* **Records shown**
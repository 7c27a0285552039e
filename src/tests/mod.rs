use std::sync::Arc;

use rocket::{
    http::{ContentType, Header, Status},
    local::asynchronous::{Client, LocalResponse},
};

use crate::{
    admin::{ClearReport, ClearStrategy, ADMIN_KEY_HEADER},
    config::Config,
    database::{FailureSwitches, GameMode, GameRecord, GameRecordInput, MemoryRecordStore},
    leaderboard::RankedEntry,
};

const MASTER_PASSWORD: &str = "correct horse";

async fn spawn_client() -> (Client, Arc<MemoryRecordStore>) {
    let store = Arc::new(MemoryRecordStore::new());
    let rocket = super::build(Config::in_memory(MASTER_PASSWORD), store.clone());
    let client = Client::tracked(rocket).await.expect("valid rocket instance");
    (client, store)
}

async fn deserialize_response<'a, T: rocket::serde::DeserializeOwned>(
    response: LocalResponse<'a>,
) -> rocket::serde::json::serde_json::Result<T> {
    let string = response.into_string().await.unwrap();
    rocket::serde::json::serde_json::from_str(&string)
}

/// Submits a record and returns the stored version
async fn save_record<'a>(
    client: &'a Client,
    record: &GameRecordInput,
) -> Result<GameRecord, LocalResponse<'a>> {
    let response = client.post("/records").json(record).dispatch().await;
    if response.status() != Status::Ok {
        return Err(response);
    }

    Ok(deserialize_response(response).await.unwrap())
}

async fn get_records<'a>(
    client: &'a Client,
    uri: &'a str,
) -> Result<Vec<GameRecord>, LocalResponse<'a>> {
    let response = client.get(uri).dispatch().await;
    if response.status() != Status::Ok {
        return Err(response);
    }

    Ok(deserialize_response(response).await.unwrap())
}

/// Clears all records with the given admin password
async fn clear_records<'a>(
    client: &'a Client,
    password: &str,
) -> Result<ClearReport, LocalResponse<'a>> {
    let response = client
        .delete("/records")
        .header(Header::new(ADMIN_KEY_HEADER, password.to_owned()))
        .dispatch()
        .await;
    if response.status() != Status::Ok {
        return Err(response);
    }

    Ok(deserialize_response(response).await.unwrap())
}

fn sample_records() -> Vec<GameRecordInput> {
    vec![
        GameRecordInput::new("ten_thirty", 10, 10, 30, GameMode::FlagToCountry),
        GameRecordInput::new("ten_twenty", 10, 10, 20, GameMode::FlagToCountry),
        GameRecordInput::new("eight_ten", 8, 10, 10, GameMode::FlagToCountry),
        GameRecordInput::new("capital_slow", 7, 10, 90, GameMode::CountryToCapital),
        GameRecordInput::new("capital_fast", 7, 10, 45, GameMode::CountryToCapital),
    ]
}

async fn fill(client: &Client) {
    for record in sample_records() {
        save_record(client, &record).await.unwrap();
    }
}

#[rocket::async_test]
async fn index_and_modes() {
    let (client, _) = spawn_client().await;

    let response = client.get("/").dispatch().await;
    assert_eq!(response.status(), Status::Ok);

    let response = client.get("/modes").dispatch().await;
    assert_eq!(response.status(), Status::Ok);
    let body = response.into_string().await.unwrap();
    assert!(body.contains("FLAG_TO_COUNTRY"));
    assert!(body.contains("COUNTRY_TO_CAPITAL"));
}

/// Saves a record and gets the server-assigned fields back
#[rocket::async_test]
async fn save_assigns_id() {
    let (client, store) = spawn_client().await;

    let input = GameRecordInput::new(" mina ", 9, 10, 61, GameMode::CountryToCapital);
    let record = save_record(&client, &input).await.unwrap();
    assert_eq!(record.id, 1);
    assert_eq!(record.player_name, "mina");
    assert_eq!(record.score, 9);
    assert_eq!(record.game_mode, GameMode::CountryToCapital);
    assert!(!record.created_at.is_empty());
    assert_eq!(store.len().await, 1);
}

#[rocket::async_test]
async fn save_rejects_invalid_record() {
    let (client, store) = spawn_client().await;

    let input = GameRecordInput::new("cheater", 11, 10, 1, GameMode::FlagToCountry);
    let response = save_record(&client, &input).await.unwrap_err();
    assert_eq!(response.status(), Status::UnprocessableEntity);
    assert!(response.into_string().await.unwrap().contains("exceeds"));

    let response = client
        .post("/records")
        .header(ContentType::JSON)
        .body(r#"{"player_name":"x","score":1,"total_questions":2,"time_taken":3,"game_mode":"SPACE"}"#)
        .dispatch()
        .await;
    assert_eq!(response.status(), Status::UnprocessableEntity);

    assert!(store.is_empty().await);
}

/// Records come back filtered by mode and in ranking order
#[rocket::async_test]
async fn records_filtered_and_ranked() {
    let (client, _) = spawn_client().await;
    fill(&client).await;

    let flags = get_records(&client, "/records?mode=FLAG_TO_COUNTRY")
        .await
        .unwrap();
    let names: Vec<&str> = flags.iter().map(|r| r.player_name.as_str()).collect();
    assert_eq!(names, vec!["ten_twenty", "ten_thirty", "eight_ten"]);

    let capitals = get_records(&client, "/records?mode=COUNTRY_TO_CAPITAL&limit=20")
        .await
        .unwrap();
    assert_eq!(capitals.len(), 2);
    assert!(capitals
        .iter()
        .all(|r| r.game_mode == GameMode::CountryToCapital));
    assert_eq!(capitals[0].player_name, "capital_fast");

    let all = get_records(&client, "/records?limit=4").await.unwrap();
    assert_eq!(all.len(), 4);
    for pair in all.windows(2) {
        assert!(
            pair[0].score > pair[1].score
                || (pair[0].score == pair[1].score && pair[0].time_taken <= pair[1].time_taken)
        );
    }
}

#[rocket::async_test]
async fn leaderboard_entries() {
    let (client, _) = spawn_client().await;
    fill(&client).await;

    let response = client.get("/leaderboard/FLAG_TO_COUNTRY").dispatch().await;
    assert_eq!(response.status(), Status::Ok);
    let entries: Vec<RankedEntry> = deserialize_response(response).await.unwrap();

    let ranked: Vec<(usize, &str)> = entries
        .iter()
        .map(|entry| (entry.rank, entry.record.player_name.as_str()))
        .collect();
    assert_eq!(
        ranked,
        vec![(1, "ten_twenty"), (2, "ten_thirty"), (3, "eight_ten")]
    );
    assert_eq!(entries[0].percentage, 100);
    assert_eq!(entries[0].time, "0:20");
    assert_eq!(entries[2].percentage, 80);

    let response = client.get("/leaderboard/NOT_A_MODE").dispatch().await;
    assert_ne!(response.status(), Status::Ok);
}

/// A failing store is reported instead of showing an empty leaderboard
#[rocket::async_test]
async fn store_failure_is_reported() {
    let (client, store) = spawn_client().await;
    fill(&client).await;
    store
        .set_failures(FailureSwitches {
            select: true,
            ..FailureSwitches::default()
        })
        .await;

    let response = get_records(&client, "/records").await.unwrap_err();
    assert_eq!(response.status(), Status::ServiceUnavailable);

    let response = client.get("/leaderboard/COUNTRY_TO_CAPITAL").dispatch().await;
    assert_eq!(response.status(), Status::ServiceUnavailable);

    store.set_failures(FailureSwitches::default()).await;
    assert_eq!(get_records(&client, "/records").await.unwrap().len(), 5);
}

/// Fails to clear with a bad password, then clears twice
#[rocket::async_test]
async fn clear_with_password() {
    let (client, store) = spawn_client().await;
    fill(&client).await;

    let response = clear_records(&client, "thatisarandomkey").await.unwrap_err();
    assert_eq!(response.status(), Status::Unauthorized);
    assert_eq!(store.len().await, 5);

    let response = clear_records(&client, "").await.unwrap_err();
    assert_eq!(response.status(), Status::BadRequest);

    let response = client.delete("/records").dispatch().await;
    assert_eq!(response.status(), Status::BadRequest);
    assert_eq!(store.len().await, 5);

    let report = clear_records(&client, MASTER_PASSWORD).await.unwrap();
    assert_eq!(report.strategy, ClearStrategy::Bulk);
    assert_eq!((report.deleted, report.total), (5, 5));
    assert!(store.is_empty().await);

    let report = clear_records(&client, MASTER_PASSWORD).await.unwrap();
    assert_eq!((report.deleted, report.total), (0, 0));
    assert!(store.is_empty().await);
}

#[rocket::async_test]
async fn partial_clear_reports_count() {
    let (client, store) = spawn_client().await;
    fill(&client).await;
    store
        .set_failures(FailureSwitches {
            delete_all: true,
            delete_id_list: true,
            delete_rows: [3].into_iter().collect(),
            ..FailureSwitches::default()
        })
        .await;

    let report = clear_records(&client, MASTER_PASSWORD).await.unwrap();
    assert_eq!(report.strategy, ClearStrategy::RowByRow);
    assert_eq!((report.deleted, report.total), (4, 5));
    assert!(!report.complete());
    assert_eq!(store.len().await, 1);
}

/// Query values that do not parse are rejected instead of being ignored
#[rocket::async_test]
async fn malformed_query_is_rejected() {
    let (client, _) = spawn_client().await;
    fill(&client).await;

    let response = get_records(&client, "/records?mode=SPACE").await.unwrap_err();
    assert_eq!(response.status(), Status::UnprocessableEntity);
    assert!(response
        .into_string()
        .await
        .unwrap()
        .contains("unknown game mode"));

    for uri in ["/records?limit=abc", "/records?limit=-1"] {
        let response = get_records(&client, uri).await.unwrap_err();
        assert_eq!(response.status(), Status::UnprocessableEntity);
    }

    let response = client
        .get("/leaderboard/FLAG_TO_COUNTRY?limit=x")
        .dispatch()
        .await;
    assert_eq!(response.status(), Status::UnprocessableEntity);

    let capitals = get_records(&client, "/records?mode=country_to_capital")
        .await
        .unwrap();
    assert_eq!(capitals.len(), 2);
}

/// A bulk delete that succeeded is reported even if the follow-up count fails
#[rocket::async_test]
async fn clear_survives_failed_count() {
    let (client, store) = spawn_client().await;
    fill(&client).await;
    store
        .set_failures(FailureSwitches {
            record_ids: true,
            ..FailureSwitches::default()
        })
        .await;

    let report = clear_records(&client, MASTER_PASSWORD).await.unwrap();
    assert_eq!(report.strategy, ClearStrategy::Bulk);
    assert_eq!((report.deleted, report.total), (5, 5));
    assert!(store.is_empty().await);
}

* **What you should do**
Work through the entries above line by line, counting each one that includes the word "collect", and give the final number only.

* **Task result**
3